Eric Chaffee has published Index Funds and ESG Hypocrisy in 71 Case W. Res. L. Rev. 1295.  Here is an excerpt from Part I of that essay:

[S]tatements from BlackRock, State Street, and Vanguard can be boiled down into a contradictory phrase that sounds like it belongs in George Orwell’s novel, 1984: “Diversity is conformity.” To unpack this idea a bit more, BlackRock, State Street, and Vanguard are selling index fund shares with the promise of diversification of the portfolios that underlie those funds to stabilize returns while mitigating risk, yet at the same time, they are fueling conformity through their voting power related to those funds.

This Essay takes the position that the importation of ESG voting into index funds by the dominate players in the index fund industry is unacceptable because it creates an unresolvable conflict of interests, is misleading to those purchasing shares in mutual funds, and is undemocratic. This Essay argues that these issues could be resolved by the SEC promulgating rules creating a fund name taxonomy to make it clear to investors the nature of the funds in which they are investing.
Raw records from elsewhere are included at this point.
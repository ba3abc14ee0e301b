//! Legacy recipe format migration.
//!
//! Older exports stored instructions as one blank-line separated string,
//! carried a `difficulty` field, and omitted `cuisine` and `tags`. The
//! normalizer rewrites such records into the current field layout before
//! they reach the validator.
//!
//! # Rules
//!
//! | Field | Rule |
//! |-------|------|
//! | `instructions` | string → list of steps split on `"\n\n"` |
//! | `difficulty` | removed |
//! | `cuisine` | inserted as `null` when absent |
//! | `tags` | inserted as `[]` when absent |
//! | `created_at`, `updated_at` | ISO-8601 strings rewritten to canonical RFC 3339 UTC |
//!
//! [`normalize_record`] never fails and is idempotent. Values it cannot
//! interpret (e.g. an unparseable timestamp) are left untouched for the
//! validator to report.

use chrono::{DateTime, NaiveDate, NaiveDateTime, SecondsFormat, Utc};
use serde_json::{Map, Value};

const TIMESTAMP_FIELDS: [&str; 2] = ["created_at", "updated_at"];

/// Migrate a candidate recipe mapping to the current schema layout.
pub fn normalize_record(record: &Map<String, Value>) -> Map<String, Value> {
    let mut data = record.clone();

    if let Some(Value::String(raw)) = data.get("instructions") {
        let steps = split_legacy_instructions(raw);
        data.insert(
            "instructions".to_string(),
            Value::Array(steps.into_iter().map(Value::String).collect()),
        );
    }

    data.remove("difficulty");

    if !data.contains_key("cuisine") {
        data.insert("cuisine".to_string(), Value::Null);
    }
    if !data.contains_key("tags") {
        data.insert("tags".to_string(), Value::Array(Vec::new()));
    }

    for field in TIMESTAMP_FIELDS {
        if let Some(Value::String(raw)) = data.get(field) {
            if let Some(ts) = parse_timestamp(raw) {
                data.insert(field.to_string(), Value::String(format_timestamp(&ts)));
            }
        }
    }

    data
}

/// Split a legacy single-string instruction block into steps.
fn split_legacy_instructions(raw: &str) -> Vec<String> {
    let steps: Vec<String> = raw
        .split("\n\n")
        .map(str::trim)
        .filter(|s| !s.is_empty())
        .map(str::to_string)
        .collect();

    if steps.is_empty() {
        vec![raw.to_string()]
    } else {
        steps
    }
}

/// Parse an ISO-8601 timestamp.
///
/// Accepts RFC 3339 with an offset, naive date-times (taken as UTC, with
/// either `T` or a space separator) and bare dates (midnight UTC).
pub fn parse_timestamp(raw: &str) -> Option<DateTime<Utc>> {
    let raw = raw.trim();
    if let Ok(dt) = DateTime::parse_from_rfc3339(raw) {
        return Some(dt.with_timezone(&Utc));
    }
    for fmt in ["%Y-%m-%dT%H:%M:%S%.f", "%Y-%m-%d %H:%M:%S%.f", "%Y-%m-%dT%H:%M"] {
        if let Ok(naive) = NaiveDateTime::parse_from_str(raw, fmt) {
            return Some(naive.and_utc());
        }
    }
    NaiveDate::parse_from_str(raw, "%Y-%m-%d")
        .ok()
        .and_then(|d| d.and_hms_opt(0, 0, 0))
        .map(|naive| naive.and_utc())
}

/// Canonical timestamp form written by the normalizer and the stores.
pub fn format_timestamp(ts: &DateTime<Utc>) -> String {
    ts.to_rfc3339_opts(SecondsFormat::AutoSi, true)
}

#[cfg(test)]
mod tests {
    use super::*;
    use serde_json::json;

    fn obj(value: Value) -> Map<String, Value> {
        value.as_object().cloned().unwrap()
    }

    #[test]
    fn splits_string_instructions_on_blank_lines() {
        let out = normalize_record(&obj(json!({
            "instructions": "Boil water.\n\n  Add pasta. \n\n\n\nDrain."
        })));
        assert_eq!(
            out["instructions"],
            json!(["Boil water.", "Add pasta.", "Drain."])
        );
    }

    #[test]
    fn whitespace_only_instructions_are_wrapped() {
        let out = normalize_record(&obj(json!({ "instructions": "  \n\n  " })));
        assert_eq!(out["instructions"], json!(["  \n\n  "]));
    }

    #[test]
    fn list_instructions_are_untouched() {
        let out = normalize_record(&obj(json!({ "instructions": ["a\n\nb"] })));
        assert_eq!(out["instructions"], json!(["a\n\nb"]));
    }

    #[test]
    fn drops_difficulty_and_defaults_optional_fields() {
        let out = normalize_record(&obj(json!({ "title": "Soup", "difficulty": "Easy" })));
        assert!(!out.contains_key("difficulty"));
        assert_eq!(out["cuisine"], Value::Null);
        assert_eq!(out["tags"], json!([]));
    }

    #[test]
    fn keeps_explicit_empty_cuisine() {
        let out = normalize_record(&obj(json!({ "cuisine": "" })));
        assert_eq!(out["cuisine"], json!(""));
    }

    #[test]
    fn canonicalizes_timestamps() {
        let out = normalize_record(&obj(json!({
            "created_at": "2024-01-15T10:30:00",
            "updated_at": "2024-01-16T08:00:00+02:00"
        })));
        assert_eq!(out["created_at"], json!("2024-01-15T10:30:00Z"));
        assert_eq!(out["updated_at"], json!("2024-01-16T06:00:00Z"));
    }

    #[test]
    fn leaves_unparseable_timestamp_for_validator() {
        let out = normalize_record(&obj(json!({ "created_at": "yesterday" })));
        assert_eq!(out["created_at"], json!("yesterday"));
    }

    #[test]
    fn absent_timestamps_stay_absent() {
        let out = normalize_record(&obj(json!({ "title": "x" })));
        assert!(!out.contains_key("created_at"));
        assert!(!out.contains_key("updated_at"));
    }

    #[test]
    fn is_idempotent() {
        let samples = [
            json!({
                "title": "Legacy",
                "instructions": "One.\n\nTwo.",
                "difficulty": "Hard",
                "created_at": "2023-05-01 12:00:00.250"
            }),
            json!({ "instructions": "   " }),
            json!({ "tags": ["a"], "cuisine": null, "updated_at": "2024-02-29" }),
            json!({}),
        ];
        for sample in samples {
            let once = normalize_record(&obj(sample));
            let twice = normalize_record(&once);
            assert_eq!(once, twice);
        }
    }
}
This Essay contributes to the existing literature in three main ways. First, this Essay contains an extensive analysis of the problems of pursuing ESG objectives through index funds, which include that it creates an unresolvable conflict of interest, is misleading, and is undemocratic. Second, this Essay proposes a fund name taxonomy for investment funds to resolve the problems with pursuing ESG objectives through index funds, which includes the requirement that the title “index fund” be reserved only for passively managed funds that are designed to track the components of financial markets. Such an approach would fit the underlying purposes of federal securities regulation to mandate disclosure and allow investors to make informed decisions regarding their investments. Third, the analysis and proposal in this Essay is especially important because at the time of this Essay, the United States Securities and Exchange Commission (SEC) is considering whether additional rulemaking is needed relating to section 35(d) of the Investment Company Act of 1940, which mandates honesty in the naming of investment funds.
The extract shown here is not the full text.